EXTRACTED RECORDS
/// egui plumbing for the FPS overlay and the control panel
struct UiOverlay {
    ctx: egui::Context,
    state: egui_winit::State,
    renderer: egui_wgpu::Renderer,
}

const DEPTH_FORMAT: wgpu::TextureFormat = wgpu::TextureFormat::Depth32Float;

/// Surface-backed renderer: owns the one output surface of the process
pub struct WgpuRenderer {
    window: Arc<Window>,
    gpu: GpuContext,
    surface: wgpu::Surface<'static>,
    config: wgpu::SurfaceConfiguration,
    depth_view: wgpu::TextureView,
    pipeline: PipelineKind,
    ui: Option<UiOverlay>,
}
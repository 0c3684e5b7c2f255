// cli.rs - Command-line interface configuration
use anyhow::Result;
use clap::Parser;
use std::path::PathBuf;

use crate::config::{SceneKind, ViewerConfig};

#[derive(Parser, Debug, Clone)]
#[command(name = "scene-viewer")]
#[command(about = "Windowed 3D scene viewer", long_about = None)]
pub struct Cli {
    /// Scene variant to bootstrap
    #[arg(long, value_enum)]
    pub scene: Option<SceneKind>,

    /// Model or shader path for the loader-based variants
    #[arg(long)]
    pub asset: Option<PathBuf>,

    /// JSON config file; CLI flags override its values
    #[arg(long)]
    pub config: Option<PathBuf>,

    /// Disable UI elements and console output
    #[arg(long = "no-ui", default_value = "false")]
    pub no_ui: bool,
}

impl Cli {
    /// Resolve launch options: config file first, then CLI overrides
    pub fn resolve(&self) -> Result<ViewerConfig> {
        let mut config = match &self.config {
            Some(path) => ViewerConfig::load(path)?,
            None => ViewerConfig::default(),
        };

        if let Some(scene) = self.scene {
            config.scene = scene;
        }
        if let Some(asset) = &self.asset {
            config.asset = Some(asset.clone());
        }
        if self.no_ui {
            config.show_ui = false;
        }

        Ok(config)
    }
}
use anyhow::Result;

use crate::camera::Camera;
use crate::controls::ControlState;
use crate::frame_loop::{self, CancelToken, FrameScheduler};
use crate::render::{FrameInput, RaymarchSettings, Renderer};
use crate::scene::Scene;
use crate::stats::FrameStats;
use crate::viewport::Viewport;

/// Name of the controllable node in the cube variant
pub const CONTROLLED_NODE: &str = "cube";

/// Explicit state bundle for one bootstrapped scene
///
/// Owns everything the render step and the resize handler touch: viewport,
/// camera, scene, renderer, optional control state and stats. Constructed by
/// the `scenes` bootstrap functions; threaded explicitly instead of living
/// in module-level globals.
pub struct SceneContext<R: Renderer> {
    viewport: Viewport,
    camera: Camera,
    scene: Scene,
    renderer: R,
    controls: Option<ControlState>,
    raymarch: Option<RaymarchSettings>,
    stats: FrameStats,
}

impl<R: Renderer> SceneContext<R> {
    pub fn new(renderer: R, viewport: Viewport, scene: Scene) -> Self {
        Self {
            viewport,
            camera: Camera::new(viewport),
            scene,
            renderer,
            controls: None,
            raymarch: None,
            stats: FrameStats::new(),
        }
    }

    /// Attach live controls (cube variant)
    pub fn with_controls(mut self, controls: ControlState) -> Self {
        self.controls = Some(controls);
        self
    }

    /// Attach raymarch settings (raymarch variant)
    pub fn with_raymarch(mut self, settings: RaymarchSettings) -> Self {
        self.raymarch = Some(settings);
        self
    }

    pub fn viewport(&self) -> Viewport {
        self.viewport
    }

    pub fn camera(&self) -> &Camera {
        &self.camera
    }

    pub fn camera_mut(&mut self) -> &mut Camera {
        &mut self.camera
    }

    pub fn scene(&self) -> &Scene {
        &self.scene
    }

    pub fn scene_mut(&mut self) -> &mut Scene {
        &mut self.scene
    }

    pub fn controls(&self) -> Option<&ControlState> {
        self.controls.as_ref()
    }

    pub fn controls_mut(&mut self) -> Option<&mut ControlState> {
        self.controls.as_mut()
    }

    pub fn raymarch(&self) -> Option<&RaymarchSettings> {
        self.raymarch.as_ref()
    }

    pub fn renderer(&self) -> &R {
        &self.renderer
    }

    pub fn renderer_mut(&mut self) -> &mut R {
        &mut self.renderer
    }

    pub fn stats(&self) -> &FrameStats {
        &self.stats
    }

    /// Resize handler: keep viewport, camera aspect and output surface in
    /// agreement. Idempotent; zero-sized events (minimized window) are
    /// ignored.
    pub fn resize(&mut self, width: u32, height: u32) {
        let Ok(viewport) = Viewport::new(width, height) else {
            log::debug!("ignoring zero-sized resize {}x{}", width, height);
            return;
        };
        if viewport == self.viewport {
            return;
        }

        self.viewport = viewport;
        self.camera.set_aspect(viewport.aspect());
        self.renderer.resize(viewport);
    }

    /// One render-loop step: sample controls onto the scene, draw once,
    /// tick the performance counter. Rescheduling belongs to the driver.
    pub fn render_step(&mut self) -> Result<()> {
        if let Some(controls) = self.controls {
            if let Some(node) = self.scene.node_mut(CONTROLLED_NODE) {
                node.transform.rotation.y += controls.rotation_speed;
                if let Some(material) = node.material_mut() {
                    material.opacity = controls.opacity;
                    material.color = controls.color;
                }
            }
        }

        let fps = self.stats.fps();
        let mut frame = FrameInput {
            scene: &self.scene,
            camera: &self.camera,
            raymarch: self.raymarch.as_ref(),
            controls: self.controls.as_mut(),
            fps,
        };
        self.renderer.draw(&mut frame)?;

        self.stats.tick();
        Ok(())
    }

    /// Drive the render loop from an explicit scheduler until it runs dry
    /// or the token is cancelled. Returns the number of frames rendered.
    pub fn run(
        &mut self,
        scheduler: &mut dyn FrameScheduler,
        token: &CancelToken,
    ) -> Result<u64> {
        frame_loop::run(scheduler, token, || self.render_step())
    }
}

EXERCISE REQUIREMENTS
Go through the entries and return each line where the word "width" occurs.

WRITTEN RESPONSE
    pub fn resize(&mut self, width: u32, height: u32) {
        let Ok(viewport) = Viewport::new(width, height) else {
            log::debug!("ignoring zero-sized resize {}x{}", width, height);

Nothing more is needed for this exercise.